The Most Useful Statistical Test You Didn't Learn in School

In performance work, you will often find many distributions that are weirdly shaped: fat-tailed distributions, distributions with a hard lower bound at a non-zero number, and distributions that are just plain odd. Particularly when you look at latency distributions, it is extremely common for the 99th percentile to be a lot further from the mean than the 1st percentile. These sorts of asymmetric fat-tailed distributions come with the business.

Often times, when performance engineers need to be scientific about their work, they will take samples of these distributions, and put them into into a $t$-test to get a $p$-value for the significance of their improvements. That is what you learned in a basic statistics or lab science class, so why not? Unfortunately, the world of computers is more complicated than the beer quality experiments for which the $t$-test was invented, and violates one of its core assumptions: that the sample means are normally distributed. When you have a lot of samples, this can hold, but it often doesn’t.

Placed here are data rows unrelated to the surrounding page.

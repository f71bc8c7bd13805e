//! Symbol table
//!
//! One flat, append-only table holds every identifier seen in the source. Each
//! record carries its current binding plus a backup of the binding it shadowed,
//! which is enough for the two scope levels of the language: globals and the
//! body of the function being compiled.

use crate::bytecode::{Opcode, WORD};
use crate::token::Keyword;

#[derive(Debug, Clone, Copy, Hash, Eq, PartialEq)]
pub enum BaseType {
    Char,
    Int,
}

/// Type of a variable or expression: a base type plus pointer depth.
#[derive(Debug, Clone, Copy, Hash, Eq, PartialEq)]
pub struct Type {
    pub base: BaseType,
    pub depth: u32,
}

impl Type {
    pub const CHAR: Type = Type { base: BaseType::Char, depth: 0 };
    pub const INT: Type = Type { base: BaseType::Int, depth: 0 };

    pub fn pointer_to(self) -> Type {
        Type { base: self.base, depth: self.depth + 1 }
    }

    /// The type a dereference yields, `None` for non-pointers.
    pub fn pointee(self) -> Option<Type> {
        match self.depth {
            0 => None,
            depth => Some(Type { base: self.base, depth: depth - 1 }),
        }
    }

    pub fn is_pointer(self) -> bool {
        self.depth > 0
    }

    /// Pointer whose elements are a full word wide (anything but `char *`).
    pub fn is_word_pointer(self) -> bool {
        self.depth > 1 || (self.depth == 1 && self.base == BaseType::Int)
    }

    /// Element width used to scale pointer arithmetic and increments.
    pub fn stride(self) -> i64 {
        if self.is_word_pointer() {
            WORD
        } else {
            1
        }
    }

    /// Storage width of a value of this type.
    pub fn size(self) -> i64 {
        if self == Type::CHAR {
            1
        } else {
            WORD
        }
    }

    pub fn load_op(self) -> Opcode {
        if self == Type::CHAR {
            Opcode::Lc
        } else {
            Opcode::Li
        }
    }

    pub fn store_op(self) -> Opcode {
        if self == Type::CHAR {
            Opcode::Sc
        } else {
            Opcode::Si
        }
    }
}

impl std::fmt::Display for Type {
    fn fmt(&self, f: &mut std::fmt::Formatter<'_>) -> std::fmt::Result {
        match self.base {
            BaseType::Char => write!(f, "char")?,
            BaseType::Int => write!(f, "int")?,
        }
        for _ in 0..self.depth {
            write!(f, "*")?;
        }
        Ok(())
    }
}

/// Storage class of a binding
#[derive(Debug, Clone, Copy, Hash, Eq, PartialEq)]
pub enum Class {
    /// Enum constant, value is the constant
    Num,
    /// Function, value is the entry position in the code buffer
    Fun,
    /// Host syscall, value is the opcode
    Sys,
    /// Global variable, value is its address in the data segment
    Glo,
    /// Parameter or local, value is its slot index
    Loc,
}

#[derive(Debug, Clone, Copy, Eq, PartialEq)]
pub struct Binding {
    /// `None` while the name is unbound
    pub class: Option<Class>,
    pub ty: Type,
    pub value: i64,
}

impl Default for Binding {
    fn default() -> Self {
        Binding { class: None, ty: Type::INT, value: 0 }
    }
}

#[derive(Debug)]
pub struct Symbol {
    pub name: String,
    pub hash: i64,
    /// Reserved words resolve to a keyword token instead of an identifier
    pub keyword: Option<Keyword>,
    pub binding: Binding,
    /// Binding that was active before the current local one
    backup: Binding,
}

#[derive(Debug, Clone, Copy, Hash, Eq, PartialEq)]
pub struct SymbolId(usize);

const SYSCALLS: [(&str, Opcode); 8] = [
    ("open", Opcode::Open),
    ("read", Opcode::Read),
    ("close", Opcode::Clos),
    ("printf", Opcode::Prtf),
    ("malloc", Opcode::Malc),
    ("memset", Opcode::Mset),
    ("memcmp", Opcode::Mcmp),
    ("exit", Opcode::Exit),
];

#[derive(Debug)]
pub struct SymbolTable {
    symbols: Vec<Symbol>,
    main: SymbolId,
}

impl SymbolTable {
    /// Create a table with the keywords and syscalls already registered.
    pub fn new() -> Self {
        let mut table = SymbolTable {
            symbols: Vec::new(),
            main: SymbolId(0),
        };

        for (name, keyword) in Keyword::ALL {
            let id = table.intern(name);
            table.symbols[id.0].keyword = Some(keyword);
        }
        for (name, op) in SYSCALLS {
            let id = table.intern(name);
            table.symbols[id.0].binding = Binding {
                class: Some(Class::Sys),
                ty: Type::INT,
                value: op as i64,
            };
        }

        let void = table.intern("void");
        table.symbols[void.0].keyword = Some(Keyword::Char);
        table.main = table.intern("main");

        table
    }

    /// Rolling multiplicative hash over the identifier bytes.
    pub fn hash(name: &[u8]) -> i64 {
        let mut bytes = name.iter();
        let mut hash = match bytes.next() {
            Some(&first) => first as i64,
            None => return 0,
        };
        for &byte in bytes {
            hash = hash.wrapping_mul(147).wrapping_add(byte as i64);
        }
        hash
    }

    /// Find the record for `name`, creating an unbound one if it was never seen.
    pub fn intern(&mut self, name: &str) -> SymbolId {
        let hash = Self::hash(name.as_bytes());
        if let Some(id) = self.find(name, hash) {
            return id;
        }

        self.symbols.push(Symbol {
            name: name.to_string(),
            hash,
            keyword: None,
            binding: Binding::default(),
            backup: Binding::default(),
        });
        SymbolId(self.symbols.len() - 1)
    }

    /// Look a name up without creating it.
    pub fn lookup(&self, name: &str) -> Option<SymbolId> {
        self.find(name, Self::hash(name.as_bytes()))
    }

    fn find(&self, name: &str, hash: i64) -> Option<SymbolId> {
        self.symbols
            .iter()
            .position(|sym| sym.hash == hash && sym.name == name)
            .map(SymbolId)
    }

    pub fn get(&self, id: SymbolId) -> &Symbol {
        &self.symbols[id.0]
    }

    pub fn get_mut(&mut self, id: SymbolId) -> &mut Symbol {
        &mut self.symbols[id.0]
    }

    /// The record of the program entry point.
    pub fn main(&self) -> SymbolId {
        self.main
    }

    /// Save the current binding of `id` and bind it as a local at `slot`.
    pub fn bind_local(&mut self, id: SymbolId, ty: Type, slot: i64) {
        let sym = &mut self.symbols[id.0];
        sym.backup = sym.binding;
        sym.binding = Binding {
            class: Some(Class::Loc),
            ty,
            value: slot,
        };
    }

    /// Restore every shadowed binding once a function body is finished.
    pub fn unbind_locals(&mut self) {
        for sym in self
            .symbols
            .iter_mut()
            .filter(|sym| sym.binding.class == Some(Class::Loc))
        {
            sym.binding = sym.backup;
        }
    }

    pub fn len(&self) -> usize {
        self.symbols.len()
    }

    pub fn is_empty(&self) -> bool {
        self.symbols.is_empty()
    }
}

impl Default for SymbolTable {
    fn default() -> Self {
        Self::new()
    }
}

Alternatively, engineers may run several trials of thousands of samples and then use $t$-tests on the descriptive statistics produced by those trials. While this is statistically valid, you may need to expend a lot of resources to run those trials, and the required quantity of tests can limit what information you can test.

Instead, when comparing two samples that are very oddly distributed, my preferred test is the Kolmogorov-Smirnov test. It is a fairly simple statistical test that can be used to compare any two samples (or a sample with a distribution), and directly answers the question of whether the two samples could have come from the same distribution without making any other assumptions.

The Kolmogorov-Smirnov Test

The Kolmogorov-Smirnov test is simple to execute. Consider two samples, $A$, and $B$ with sizes $m$ and $n$:

  1. Compute the cumulative distribution function (CDF) of each of the samples. For a sample, the CDF is defined as the fraction of the sample that is less than or equal to $x$ for any given $x$. For a continuous distribution, the CDF is the probability that a random value drawn from that distribution is less than or equal to $X$.
  2. Find the maximum distance between the CDFs, and call it $D$.

In math terms:

$$ D = \max_x \left| CDF_A(x) - CDF_B(x) \right| $$

  1. Reject the null hypothesis at the $\alpha$ level if the following inequality holds:

$$ D > \sqrt{-\ln\left( \frac{\alpha}{2} \right) \cdot \frac{1 + \frac{n}{m}}{2n}} $$

Alternatively, you can re-arrange this equation to determine a $p$-value for a given $D$:

$$ p = 2 \exp \left[ -D^2 \frac{2n}{1 + \frac{n}{m}} \right] $$

In the example we have above, each of the two samples has 30 points. $D = 0.267$, and the critical value of $D$ at the $0.05$ level is $0.35$. The null hypothesis would not be rejected ($p = 0.24$).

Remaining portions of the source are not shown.